The lines below may contain the word "struct". Please count those that do and give the number alone.

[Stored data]
╔══

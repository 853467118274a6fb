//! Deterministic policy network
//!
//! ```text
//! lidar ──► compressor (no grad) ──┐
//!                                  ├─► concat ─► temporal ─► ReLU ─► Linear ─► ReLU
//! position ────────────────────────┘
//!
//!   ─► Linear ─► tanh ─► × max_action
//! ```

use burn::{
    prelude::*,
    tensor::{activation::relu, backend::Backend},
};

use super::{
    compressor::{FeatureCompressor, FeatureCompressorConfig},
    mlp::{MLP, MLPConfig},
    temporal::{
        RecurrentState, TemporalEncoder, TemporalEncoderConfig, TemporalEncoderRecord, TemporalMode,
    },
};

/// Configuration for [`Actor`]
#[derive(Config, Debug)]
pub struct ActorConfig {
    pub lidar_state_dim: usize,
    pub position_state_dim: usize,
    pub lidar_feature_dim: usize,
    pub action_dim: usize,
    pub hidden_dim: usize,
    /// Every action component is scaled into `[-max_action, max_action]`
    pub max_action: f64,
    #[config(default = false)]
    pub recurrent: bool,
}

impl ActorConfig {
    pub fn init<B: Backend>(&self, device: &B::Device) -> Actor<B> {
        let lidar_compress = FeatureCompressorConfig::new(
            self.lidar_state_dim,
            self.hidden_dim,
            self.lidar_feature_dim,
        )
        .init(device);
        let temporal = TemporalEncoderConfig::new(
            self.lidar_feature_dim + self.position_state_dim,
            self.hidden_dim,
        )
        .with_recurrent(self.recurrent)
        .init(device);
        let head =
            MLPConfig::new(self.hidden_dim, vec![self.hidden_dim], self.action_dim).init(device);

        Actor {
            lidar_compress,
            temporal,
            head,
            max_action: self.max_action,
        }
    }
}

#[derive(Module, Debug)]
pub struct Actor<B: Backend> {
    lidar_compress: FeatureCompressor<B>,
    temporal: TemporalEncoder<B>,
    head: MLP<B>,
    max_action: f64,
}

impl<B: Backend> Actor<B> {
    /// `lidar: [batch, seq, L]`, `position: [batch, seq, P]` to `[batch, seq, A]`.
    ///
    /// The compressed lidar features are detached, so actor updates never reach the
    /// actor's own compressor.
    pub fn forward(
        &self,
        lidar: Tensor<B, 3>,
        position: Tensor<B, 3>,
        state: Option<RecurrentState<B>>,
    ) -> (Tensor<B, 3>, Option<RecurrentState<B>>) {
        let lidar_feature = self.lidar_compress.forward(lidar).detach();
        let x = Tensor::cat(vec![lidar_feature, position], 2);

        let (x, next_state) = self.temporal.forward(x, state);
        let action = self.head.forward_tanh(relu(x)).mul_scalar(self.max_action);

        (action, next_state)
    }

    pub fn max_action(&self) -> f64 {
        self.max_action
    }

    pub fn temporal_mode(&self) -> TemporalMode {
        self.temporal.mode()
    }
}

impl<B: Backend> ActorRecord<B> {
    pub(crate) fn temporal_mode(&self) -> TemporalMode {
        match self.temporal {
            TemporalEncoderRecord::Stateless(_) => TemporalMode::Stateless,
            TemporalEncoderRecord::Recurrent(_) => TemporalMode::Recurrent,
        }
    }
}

╚══

ANSWER TO THIS TASK
2